use std::collections::VecDeque;
use std::time::Instant;

use log::{debug, info};
use rand::rngs::StdRng;
use rand::{RngCore, SeedableRng};

use crate::collision;
use crate::config::{GridSize, POWER_FLASH_DURATION};
use crate::food::{add_obstacles, perimeter, place_food};
use crate::input::Direction;
use crate::rewards::RewardGrid;
use crate::snake::{Position, Snake};

/// Current high-level gameplay state.
#[derive(Debug, Clone, Copy, Eq, PartialEq)]
pub enum GameStatus {
    Running,
    GameOver,
}

/// Why the last session ended.
#[derive(Debug, Clone, Copy, Eq, PartialEq)]
pub enum DeathReason {
    SelfCollision,
    WallCollision,
}

/// Deadline for the post-meal highlight. Re-armed on every meal.
#[derive(Debug, Clone, Copy, Default)]
pub struct PowerFlash {
    until: Option<Instant>,
}

impl PowerFlash {
    pub fn trigger(&mut self, now: Instant) {
        self.until = Some(now + POWER_FLASH_DURATION);
    }

    pub fn cancel(&mut self) {
        self.until = None;
    }

    #[must_use]
    pub fn is_active(&self, now: Instant) -> bool {
        self.until.is_some_and(|until| now < until)
    }
}

/// Read-only view handed to the presentation layer once per tick.
#[derive(Debug, Clone, Copy)]
pub struct Snapshot<'a> {
    pub bounds: GridSize,
    pub body: &'a VecDeque<Position>,
    pub food: Position,
    pub walls: &'a [Position],
    pub score: u32,
    pub game_over: bool,
    pub powered: bool,
}

/// Final figures shown on the game-over panel.
#[derive(Debug, Clone, Eq, PartialEq)]
pub struct GameOverSummary {
    pub score: u32,
    pub reason: Option<DeathReason>,
    pub collected_count: usize,
    pub collected_total: u32,
    /// Token written to disk, when the export succeeded.
    pub token: Option<String>,
}

/// Complete mutable game state for one session.
#[derive(Debug, Clone)]
pub struct GameState {
    pub snake: Snake,
    pub food: Position,
    pub walls: Vec<Position>,
    pub score: u32,
    pub status: GameStatus,
    pub death_reason: Option<DeathReason>,
    pub tick_count: u64,
    pub rewards: RewardGrid,
    pub power_flash: PowerFlash,
    bounds: GridSize,
    rng: StdRng,
}

impl GameState {
    /// Creates a session seeded from OS entropy.
    #[must_use]
    pub fn new(bounds: GridSize) -> Self {
        Self::from_rng(bounds, StdRng::from_entropy())
    }

    /// Creates a deterministic state for tests and reproducible simulations.
    #[must_use]
    pub fn new_with_seed(bounds: GridSize, seed: u64) -> Self {
        Self::from_rng(bounds, StdRng::seed_from_u64(seed))
    }

    fn from_rng(bounds: GridSize, mut rng: StdRng) -> Self {
        let rewards = RewardGrid::generate(&mut rng, bounds);
        let walls = perimeter(bounds);
        let snake = Snake::spawn(bounds);
        let body: Vec<Position> = snake.segments().copied().collect();
        let food = place_food(&mut rng, bounds, &walls, &body);

        Self {
            snake,
            food,
            walls,
            score: 0,
            status: GameStatus::Running,
            death_reason: None,
            tick_count: 0,
            rewards,
            power_flash: PowerFlash::default(),
            bounds,
            rng,
        }
    }

    /// Discards everything and starts a fresh session on the same grid.
    ///
    /// The new session draws its seed from the current RNG so seeded runs
    /// stay reproducible across restarts.
    pub fn restart(&mut self) {
        let seed = self.rng.next_u64();
        *self = Self::new_with_seed(self.bounds, seed);
        info!("session restarted");
    }

    /// Queues a turn for the next tick. Returns whether it was accepted.
    pub fn steer(&mut self, direction: Direction) -> bool {
        if self.status != GameStatus::Running {
            return false;
        }

        self.snake.turn(direction)
    }

    /// Advances simulation by one gameplay tick.
    ///
    /// Food is checked against the head as it stood before this move and self
    /// collision against the pre-move body; walls are checked again after the
    /// move. A game-over session ignores further ticks.
    pub fn tick(&mut self) {
        if self.status != GameStatus::Running {
            return;
        }

        self.tick_count += 1;

        let grow = self.snake.head() == self.food;
        if grow {
            self.score += 1;
            let body = self.body_cells();
            self.food = place_food(&mut self.rng, self.bounds, &self.walls, &body);
            self.power_flash.trigger(Instant::now());
            debug!("food eaten, score {} next food {:?}", self.score, self.food);
        }

        if self.snake.head_overlaps_body() {
            self.end(DeathReason::SelfCollision);
            return;
        }
        if collision::hits_wall(&self.walls, self.snake.head()) {
            self.end(DeathReason::WallCollision);
            return;
        }

        self.snake.advance(self.bounds, grow);
        self.rewards.collect(self.snake.head());

        if collision::hits_wall(&self.walls, self.snake.head()) {
            self.end(DeathReason::WallCollision);
            return;
        }

        if grow {
            let body = self.body_cells();
            let added = add_obstacles(
                &mut self.rng,
                self.score,
                self.bounds,
                &mut self.walls,
                self.food,
                &body,
            );
            if added > 0 {
                debug!("{added} obstacle(s) added at score {}", self.score);
            }
        }
    }

    fn end(&mut self, reason: DeathReason) {
        self.status = GameStatus::GameOver;
        self.death_reason = Some(reason);
        self.power_flash.cancel();
        info!(
            "game over after {} ticks: {reason:?}, score {}",
            self.tick_count, self.score
        );
    }

    fn body_cells(&self) -> Vec<Position> {
        self.snake.segments().copied().collect()
    }

    #[must_use]
    pub fn bounds(&self) -> GridSize {
        self.bounds
    }

    #[must_use]
    pub fn is_game_over(&self) -> bool {
        self.status == GameStatus::GameOver
    }

    /// Number of walls beyond the permanent border.
    #[must_use]
    pub fn obstacle_count(&self) -> usize {
        self.walls
            .iter()
            .filter(|wall| !wall.is_on_perimeter(self.bounds))
            .count()
    }

    /// Returns the renderable view of this session at `now`.
    #[must_use]
    pub fn snapshot(&self, now: Instant) -> Snapshot<'_> {
        Snapshot {
            bounds: self.bounds,
            body: self.snake.body(),
            food: self.food,
            walls: &self.walls,
            score: self.score,
            game_over: self.is_game_over(),
            powered: self.power_flash.is_active(now),
        }
    }

    /// Summarises the finished session; `token` is filled in by the exporter.
    #[must_use]
    pub fn summary(&self) -> GameOverSummary {
        GameOverSummary {
            score: self.score,
            reason: self.death_reason,
            collected_count: self.rewards.collected().len(),
            collected_total: self.rewards.collected_total(),
            token: None,
        }
    }
}

#[cfg(test)]
mod tests {
    use std::time::{Duration, Instant};

    use super::{DeathReason, GameState, GameStatus, PowerFlash};
    use crate::config::GridSize;
    use crate::input::Direction;
    use crate::snake::{Position, Snake};

    const BOUNDS: GridSize = GridSize {
        width: 10,
        height: 10,
    };

    fn row_snake(head_x: i32, y: i32, direction: Direction) -> Snake {
        Snake::from_segments(
            vec![
                Position::new(head_x - 2, y),
                Position::new(head_x - 1, y),
                Position::new(head_x, y),
            ],
            direction,
        )
    }

    #[test]
    fn new_session_starts_running_with_border_only() {
        let state = GameState::new_with_seed(BOUNDS, 1);

        assert_eq!(state.status, GameStatus::Running);
        assert_eq!(state.score, 0);
        assert_eq!(state.snake.len(), 3);
        assert_eq!(state.obstacle_count(), 0);
        assert_eq!(state.walls.len(), 36);
        assert!(!state.snake.occupies(state.food));
    }

    #[test]
    fn snake_grows_on_the_tick_after_reaching_food() {
        let mut state = GameState::new_with_seed(BOUNDS, 1);
        state.snake = row_snake(4, 5, Direction::Right);
        state.food = Position::new(5, 5);

        state.tick();
        assert_eq!(state.snake.head(), Position::new(5, 5));
        assert_eq!(state.snake.len(), 3);
        assert_eq!(state.score, 0);

        state.tick();
        assert_eq!(state.snake.len(), 4);
        assert_eq!(state.score, 1);
        assert_ne!(state.food, Position::new(5, 5));

        state.food = Position::new(2, 8);
        state.tick();
        assert_eq!(state.snake.len(), 4);
    }

    #[test]
    fn eating_arms_power_flash() {
        let mut state = GameState::new_with_seed(BOUNDS, 2);
        state.snake = row_snake(5, 5, Direction::Right);
        state.food = Position::new(5, 5);

        state.tick();

        assert!(state.snapshot(Instant::now()).powered);
    }

    #[test]
    fn obstacle_hit_after_move_sets_game_over() {
        let mut state = GameState::new_with_seed(BOUNDS, 3);
        state.snake = row_snake(5, 5, Direction::Right);
        state.food = Position::new(2, 8);
        state.walls.push(Position::new(6, 5));

        state.tick();

        assert_eq!(state.status, GameStatus::GameOver);
        assert_eq!(state.death_reason, Some(DeathReason::WallCollision));
        assert_eq!(state.snake.head(), Position::new(6, 5));
    }

    #[test]
    fn self_collision_is_checked_before_moving() {
        let mut state = GameState::new_with_seed(BOUNDS, 4);
        state.snake = Snake::from_segments(
            vec![
                Position::new(1, 3),
                Position::new(2, 3),
                Position::new(3, 3),
                Position::new(1, 3),
            ],
            Direction::Down,
        );
        state.food = Position::new(7, 7);

        state.tick();

        assert_eq!(state.status, GameStatus::GameOver);
        assert_eq!(state.death_reason, Some(DeathReason::SelfCollision));
        assert_eq!(state.snake.head(), Position::new(1, 3));
    }

    #[test]
    fn stalling_at_the_edge_ends_on_the_following_tick() {
        let mut state = GameState::new_with_seed(BOUNDS, 5);
        state.snake = row_snake(8, 4, Direction::Right);
        state.food = Position::new(2, 8);

        state.tick();
        assert_eq!(state.status, GameStatus::Running);
        assert_eq!(state.snake.head(), Position::new(8, 4));

        state.tick();
        assert_eq!(state.status, GameStatus::GameOver);
        assert_eq!(state.death_reason, Some(DeathReason::SelfCollision));
    }

    #[test]
    fn ticks_are_ignored_after_game_over() {
        let mut state = GameState::new_with_seed(BOUNDS, 6);
        state.snake = Snake::from_segments(
            vec![Position::new(2, 4), Position::new(1, 4), Position::new(0, 4)],
            Direction::Left,
        );

        state.tick();
        assert_eq!(state.status, GameStatus::GameOver);
        let ticks = state.tick_count;
        let head = state.snake.head();

        state.tick();
        state.tick();

        assert_eq!(state.tick_count, ticks);
        assert_eq!(state.snake.head(), head);
    }

    #[test]
    fn steering_is_ignored_after_game_over() {
        let mut state = GameState::new_with_seed(BOUNDS, 7);
        state.status = GameStatus::GameOver;

        assert!(!state.steer(Direction::Up));
        assert_eq!(state.snake.direction(), Direction::Right);
    }

    #[test]
    fn reward_is_collected_where_the_head_lands() {
        let mut state = GameState::new_with_seed(BOUNDS, 8);
        state.snake = row_snake(4, 6, Direction::Right);
        state.food = Position::new(2, 8);
        let landing = Position::new(5, 6);
        let value = state.rewards.value_at(landing).expect("interior value");

        state.tick();

        assert_eq!(state.rewards.value_at(landing), None);
        assert_eq!(state.rewards.collected(), &[value]);
        assert_eq!(state.score, 0);
    }

    #[test]
    fn power_flash_expires_and_cancels() {
        let now = Instant::now();
        let mut flash = PowerFlash::default();
        assert!(!flash.is_active(now));

        flash.trigger(now);
        assert!(flash.is_active(now + Duration::from_millis(1999)));
        assert!(!flash.is_active(now + Duration::from_secs(2)));

        flash.cancel();
        assert!(!flash.is_active(now));
    }
}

......

- **EXERCISE DETAILS**: Where a line above contains the word "Option", copy that line.

- **RESPONSE AREA**:
    until: Option<Instant>,
    pub reason: Option<DeathReason>,
    pub token: Option<String>,
    pub death_reason: Option<DeathReason>,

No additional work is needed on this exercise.